Batí unas tortillas francesas mientras Max abría el vino, dejándolo respirar con reverencia. Mientras comíamos en la mesa de la cocina hablamos de cuestiones generales; el vino era demasiado espléndido para contaminarlo con xerxina.

Después, no obstante, nos trasladamos al salón. Yo relaté la historia en beneficio de Max y Manheim. Cómodamente instalada en la cama sofá, expliqué lo que había sabido por Chigwelclass="underline" que habían hecho aquellos análisis porque habían detectado sus altas tasas de enfermedad ya en 1955.

– Tendría que intentar ponerse al habla con Ajax. Ellos llevaban los seguros médicos y de vida de Xerxes en aquellos momentos. Sé que acudieron al Descanso del Marino en 1963 con pruebas de lo buenos y puros que eran, pero si nos enteramos de por qué se desentendió Ajax de ellos en los años cincuenta, es posible que le echemos mano a algún trapo sucio que explique por qué decidieron buscar en la sangre en lugar de… no sé, cualquier otra cosa.

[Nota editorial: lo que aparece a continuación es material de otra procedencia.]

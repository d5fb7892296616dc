//! Repository layer - Data access abstraction
//!
//! Repositories provide an abstraction over data persistence,
//! following the Repository pattern for clean separation of concerns.

mod base;
mod category_repository;
pub mod entities;
mod paging;
mod product_repository;

pub use base::Repository;
pub use category_repository::{CategoryRepository, CategoryStore, CategoryWithProducts};
pub use paging::paginate;
pub use product_repository::{ProductRepository, ProductStore};
//! Infrastructure layer - External systems integration
//!
//! This module handles all storage concerns:
//! - Database connections and migrations
//! - Repositories over the catalog entities
//! - Sessions holding staged writes
//! - Unit of Work for transaction management

pub mod db;
pub mod repositories;
pub mod session;
pub mod unit_of_work;

pub use db::{Database, Migrator};
pub use repositories::{
    CategoryRepository, CategoryStore, CategoryWithProducts, ProductRepository, ProductStore,
    Repository,
};
pub use session::{Session, WriteKind};
pub use unit_of_work::{CommitSummary, Persistence, UnitOfWork, UnitOfWorkFactory};
//! Repository behaviour against an in-memory SQLite store.

mod common;

use sea_orm::prelude::Decimal;
use sea_orm::{ColumnTrait, Condition, EntityTrait, QueryFilter};

use catalog_api::errors::AppError;
use catalog_api::infra::repositories::entities::{category, product};
use catalog_api::infra::{CategoryRepository, ProductRepository, Repository, UnitOfWork};
use catalog_api::PageRequest;

use common::{new_product, seed_categories, seed_products, setup};

#[tokio::test]
async fn test_get_composes_before_running() {
    let (db, factory) = setup().await;
    seed_categories(&factory, &["Drinks", "Snacks"]).await;

    let uow = factory.create();
    let query = uow
        .categories()
        .get()
        .filter(category::Column::Name.eq("Snacks"));
    let rows = query.all(db.connection()).await.unwrap();

    assert_eq!(rows.len(), 1);
    assert_eq!(rows[0].name, "Snacks");
}

#[tokio::test]
async fn test_get_by_id() {
    let (_db, factory) = setup().await;
    let stored = seed_categories(&factory, &["Drinks"]).await;

    let uow = factory.create();
    let found = uow.categories().get_by_id(stored[0].id).await.unwrap();
    let missing = uow.categories().get_by_id(stored[0].id + 100).await.unwrap();

    assert_eq!(found, Some(stored[0].clone()));
    assert!(missing.is_none());
}

#[tokio::test]
async fn test_find_single_rejects_multiple_matches() {
    let (_db, factory) = setup().await;
    seed_categories(&factory, &["Drinks", "Desserts", "Snacks"]).await;

    let uow = factory.create();
    let starts_with_d = Condition::all().add(category::Column::Name.starts_with("D"));
    let result = uow.categories().find_single(starts_with_d).await;
    assert!(matches!(result, Err(AppError::MultipleMatches(_))));

    let none = Condition::all().add(category::Column::Name.eq("Toys"));
    assert!(uow.categories().find_single(none).await.unwrap().is_none());
}

#[tokio::test]
async fn test_first_and_count() {
    let (_db, factory) = setup().await;
    let uow = factory.create();
    assert!(uow.categories().first().await.unwrap().is_none());
    assert_eq!(uow.categories().count().await.unwrap(), 0);

    seed_categories(&factory, &["Drinks", "Snacks"]).await;
    assert!(uow.categories().first().await.unwrap().is_some());
    assert_eq!(uow.categories().count().await.unwrap(), 2);
}

#[tokio::test]
async fn test_staged_insert_invisible_until_commit() {
    let (_db, factory) = setup().await;
    let categories = seed_categories(&factory, &["Drinks"]).await;

    let uow = factory.create();
    uow.products()
        .add(new_product("Cola Zero", Decimal::new(550, 2), categories[0].id));

    assert_eq!(uow.pending_changes(), 1);
    assert_eq!(uow.products().count().await.unwrap(), 0);

    let summary = uow.commit().await.unwrap();
    assert_eq!(summary.inserted, 1);
    assert_eq!(uow.pending_changes(), 0);
    assert_eq!(uow.products().count().await.unwrap(), 1);
}

#[tokio::test]
async fn test_categories_with_products_groups_rows() {
    let (_db, factory) = setup().await;
    let categories = seed_categories(&factory, &["Drinks", "Snacks", "Toys"]).await;

    let uow = factory.create();
    uow.products()
        .add(new_product("Cola Zero", Decimal::from(5), categories[0].id));
    uow.products()
        .add(new_product("Cheese Toast", Decimal::from(12), categories[1].id));
    uow.products()
        .add(new_product("Orange Juice", Decimal::from(8), categories[0].id));
    uow.commit().await.unwrap();

    let loaded = uow.categories().categories_with_products().await.unwrap();

    assert_eq!(loaded.len(), 3);
    assert_eq!(loaded[0].category.name, "Drinks");
    let drinks: Vec<_> = loaded[0].products.iter().map(|p| p.name.as_str()).collect();
    assert_eq!(drinks, vec!["Cola Zero", "Orange Juice"]);
    assert_eq!(loaded[1].products.len(), 1);
    assert!(loaded[2].products.is_empty());
}

#[tokio::test]
async fn test_categories_page_orders_by_name() {
    let (_db, factory) = setup().await;
    seed_categories(&factory, &["Snacks", "Drinks", "Desserts"]).await;

    let uow = factory.create();
    let page = uow
        .categories()
        .categories_page(&PageRequest::new(1, 2).unwrap())
        .await
        .unwrap();

    let names: Vec<_> = page.items.iter().map(|c| c.name.as_str()).collect();
    assert_eq!(names, vec!["Desserts", "Drinks"]);
    assert_eq!(page.meta.total_count, 3);
    assert_eq!(page.meta.total_pages, 2);
    assert!(page.meta.has_next);
    assert!(!page.meta.has_previous);
}

#[tokio::test]
async fn test_products_last_partial_page() {
    let (_db, factory) = setup().await;
    let categories = seed_categories(&factory, &["Drinks"]).await;
    seed_products(&factory, categories[0].id, 23).await;

    let uow = factory.create();
    let page = uow
        .products()
        .products_page(&PageRequest::new(3, 10).unwrap())
        .await
        .unwrap();

    let names: Vec<_> = page.items.iter().map(|p| p.name.as_str()).collect();
    assert_eq!(names, vec!["Item 021", "Item 022", "Item 023"]);
    assert_eq!(page.meta.total_count, 23);
    assert_eq!(page.meta.total_pages, 3);
    assert_eq!(page.meta.current_page, 3);
    assert!(!page.meta.has_next);
    assert!(page.meta.has_previous);
}

#[tokio::test]
async fn test_page_past_the_end_is_empty() {
    let (_db, factory) = setup().await;
    let categories = seed_categories(&factory, &["Drinks"]).await;
    seed_products(&factory, categories[0].id, 3).await;

    let uow = factory.create();
    let page = uow
        .products()
        .products_page(&PageRequest::new(5, 10).unwrap())
        .await
        .unwrap();

    assert!(page.is_empty());
    assert_eq!(page.meta.total_count, 3);
    assert_eq!(page.meta.total_pages, 1);
    assert!(!page.meta.has_next);
}

#[tokio::test]
async fn test_large_page_size_is_honoured() {
    let (_db, factory) = setup().await;
    let categories = seed_categories(&factory, &["Drinks"]).await;
    seed_products(&factory, categories[0].id, 230).await;

    let uow = factory.create();
    let page = uow
        .products()
        .products_page(&PageRequest::new(3, 100).unwrap())
        .await
        .unwrap();

    assert_eq!(page.len(), 30);
    assert_eq!(page.meta.page_size, 100);
    assert_eq!(page.meta.total_pages, 3);
    assert!(!page.meta.has_next);
}

#[tokio::test]
async fn test_invalid_page_request_rejected() {
    let (_db, factory) = setup().await;
    let uow = factory.create();

    let request = PageRequest {
        page_number: 0,
        page_size: 10,
    };
    let result = uow.categories().categories_page(&request).await;
    assert!(matches!(result, Err(AppError::Validation(_))));
}

#[tokio::test]
async fn test_empty_categories_page() {
    let (_db, factory) = setup().await;
    let uow = factory.create();

    let page = uow
        .categories()
        .categories_page(&PageRequest::default())
        .await
        .unwrap();

    assert!(page.is_empty());
    assert_eq!(page.meta.total_count, 0);
    assert_eq!(page.meta.total_pages, 0);
    assert!(!page.meta.has_next);
    assert!(!page.meta.has_previous);
}

#[tokio::test]
async fn test_products_ordered_by_numeric_price() {
    let (_db, factory) = setup().await;
    let categories = seed_categories(&factory, &["Drinks"]).await;

    let uow = factory.create();
    uow.products()
        .add(new_product("Large Pack", Decimal::from(100), categories[0].id));
    uow.products()
        .add(new_product("Small Cup", Decimal::new(95, 1), categories[0].id));
    uow.products()
        .add(new_product("Medium Jar", Decimal::from(20), categories[0].id));
    uow.commit().await.unwrap();

    let sorted = uow.products().products_by_ascending_price().await.unwrap();
    let names: Vec<_> = sorted.iter().map(|p| p.name.as_str()).collect();
    assert_eq!(names, vec!["Small Cup", "Medium Jar", "Large Pack"]);
}

#[tokio::test]
async fn test_paginate_free_function_on_custom_query() {
    let (db, factory) = setup().await;
    let categories = seed_categories(&factory, &["Drinks", "Snacks"]).await;
    seed_products(&factory, categories[1].id, 4).await;

    let query = product::Entity::find()
        .filter(product::Column::CategoryId.eq(categories[1].id));
    let page = catalog_api::infra::repositories::paginate(
        query,
        db.connection(),
        &PageRequest::new(2, 3).unwrap(),
    )
    .await
    .unwrap();

    assert_eq!(page.len(), 1);
    assert_eq!(page.meta.total_count, 4);
}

Manheim, apoyado en los codos sobre el suelo, estaba lógicamente muy interesado en lo que contenían los cuadernos de Chigwell. Lotty le esbozó los datos, pero le advirtió que tendría que buscarse un batallón de especialistas.

– Yo soy de medicina prenatal, sabe. De modo que lo que le estoy diciendo es lo que he sabido por la Dra. Christophersen. Necesitará mucha gente: hematólogos, un buen patólogo renal. Y sobre todo, va a necesitar un equipo dedicado a medicina del trabajo.

Manheim asintió con seriedad a todos sus consejos. Sus rosadas mejillas de querubín se volvieron de un rojo más intenso mientras llenaba cuadernos legales con sus notas. De cuando en cuando me hacía alguna pregunta sobre la fábrica y los empleados.

Por último, Lotty puso fin a la entrevista: tenía que levantarse temprano, yo era su paciente y no estaba capacitada para otra sesión de toda la noche, y demás. Manheim se puso en pie renuente.

– No voy a hacer nada apresurado -me advirtió-. Quiero verificar a fondo los datos, encontrar el laboratorio que llevó a cabo los análisis de sangre, esa clase de cosas. Y voy a tener que consultar a un especialista en leyes medioambientales.

Levanté las manos.

– Ahora es su criatura. Haga con ella lo que le parezca. Pero tenga siempre presente que Gustav Humboldt no va sentarse con los pies en alto mientras usted reúne pruebas; yo diría que ha encontrado ya el modo de ponerle mordaza al laboratorio. ¿Quiere una última oportunidad para retirarse?